# "Quick little jobs"-Yea right



## LNW (May 2, 2009)

Here are a few photo's of the typical nightmare jobs!! Started out with toilet not setting right. One thing lead to another. :detective: First layer not to bad. Second layer Holy Crap. Found someone had added new floor over old rotten sub floor. Of course that made toilet flange lower than floor. Water had been leaking for a year or 2. Caused considerable damage!! 
Went from a toilet repair to major in a few hours! Had that sneaky feeling it was going to be bad!

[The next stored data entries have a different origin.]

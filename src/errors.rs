//! Unified application error type.
//! All modules (config, core, cli, export) return AppError to keep the error
//! handling consistent and easy to manage.

use std::io;
use thiserror::Error;

#[derive(Error, Debug)]
pub enum AppError {
    // ---------------------------
    // IO
    // ---------------------------
    #[error("I/O error: {0}")]
    Io(#[from] io::Error),

    #[error("CSV error: {0}")]
    Csv(#[from] csv::Error),

    #[error("JSON error: {0}")]
    Json(#[from] serde_json::Error),

    // ---------------------------
    // Roster / ledger
    // ---------------------------
    #[error("The \"Member List\" file has either been removed or renamed: {0}")]
    RosterMissing(String),

    #[error("The \"Member List\" file was improperly formatted: {0}")]
    RosterMalformed(String),

    #[error("The \"Output Table\" file was improperly formatted: {0}")]
    LedgerMalformed(String),

    // ---------------------------
    // Parsing errors
    // ---------------------------
    #[error("{0} cannot be interpreted as an ID number, please try something different")]
    InvalidId(String),

    #[error("{0} not found in the Member List, please try again")]
    UnknownMember(i64),

    #[error("Invalid date format: {0}")]
    InvalidDate(String),

    #[error("Invalid timestamp: {0}")]
    InvalidTimestamp(String),

    // ---------------------------
    // Config errors
    // ---------------------------
    #[error("Configuration error: {0}")]
    Config(String),

    #[error("Color present in config file not acceptable: {0}")]
    InvalidBackground(String),

    #[error("Missing required configuration value: {0}")]
    MissingConfigValue(&'static str),

    // ---------------------------
    // Export / backup errors
    // ---------------------------
    #[error("Export error: {0}")]
    Export(String),

    #[error("Backup error: {0}")]
    Backup(String),

    // ---------------------------
    // Generic fallback
    // ---------------------------
    #[error("Internal error: {0}")]
    Other(String),
}

impl AppError {
    /// Errors the interactive loop reports back to the user without stopping.
    pub fn is_recoverable(&self) -> bool {
        matches!(self, AppError::InvalidId(_) | AppError::UnknownMember(_))
    }
}

pub type AppResult<T> = Result<T, AppError>;
//! Table rendering utilities for CLI outputs.

use unicode_width::UnicodeWidthStr;

pub struct Column {
    pub header: String,
    pub width: usize,
}

pub struct Table {
    pub columns: Vec<Column>,
    pub rows: Vec<Vec<String>>,
}

impl Table {
    /// Columns are sized to fit their header; rows widen them as they are added.
    pub fn with_headers<S: AsRef<str>>(headers: &[S]) -> Self {
        let columns = headers
            .iter()
            .map(|h| Column {
                header: h.as_ref().to_string(),
                width: UnicodeWidthStr::width(h.as_ref()),
            })
            .collect();
        Self {
            columns,
            rows: Vec::new(),
        }
    }

    pub fn add_row(&mut self, row: Vec<String>) {
        for (col, cell) in self.columns.iter_mut().zip(&row) {
            col.width = col.width.max(UnicodeWidthStr::width(cell.as_str()));
        }
        self.rows.push(row);
    }

    pub fn render(&self) -> String {
        let mut out = String::new();

        // Header
        for col in &self.columns {
            out.push_str(&pad(&col.header, col.width));
            out.push(' ');
        }
        out.push('\n');

        for col in &self.columns {
            out.push_str(&"-".repeat(col.width));
            out.push(' ');
        }
        out.push('\n');

        // Rows
        for row in &self.rows {
            for (i, col) in self.columns.iter().enumerate() {
                let cell = row.get(i).map(String::as_str).unwrap_or("");
                out.push_str(&pad(cell, col.width));
                out.push(' ');
            }
            out.push('\n');
        }

        out
    }
}

/// `format!("{:<w$}")` pads by chars, not display width.
fn pad(s: &str, width: usize) -> String {
    let fill = width.saturating_sub(UnicodeWidthStr::width(s));
    format!("{s}{}", " ".repeat(fill))
}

O'well at least now it will be done correctly!:thumbup:


----------



## ROCKSTARPLUMBER (Dec 14, 2008)

Those turds need a seatbelt for that wild ride. That is a mobile home right?


----------



## Redwood (Sep 8, 2008)

Hi there...
Nice to meet you...
How about posting an into?:whistling2:

Building trades huh?


----------



## SPENCE (Sep 12, 2008)

I say burn it down


----------



## SPH (Nov 4, 2008)

wow that is scary!


----------



## gusty60 (Oct 21, 2008)

ROCKSTARPLUMBER said:


> Those turds need a seatbelt for that wild ride. That is a mobile home right?


 It looks as if those turds are being asked to defy gravity. Am I seeing this right?:blink:


----------



## Protech (Sep 22, 2008)

No, you not seeing it right. The line on top of the toilet line is dumping into an unseen sideoutlet santee with the toilet. Gotta love mobils


----------



## Protech (Sep 22, 2008)

on second look I think the mystery fitting is a combo laying down with a 3"x2" bushing in the top leg.


----------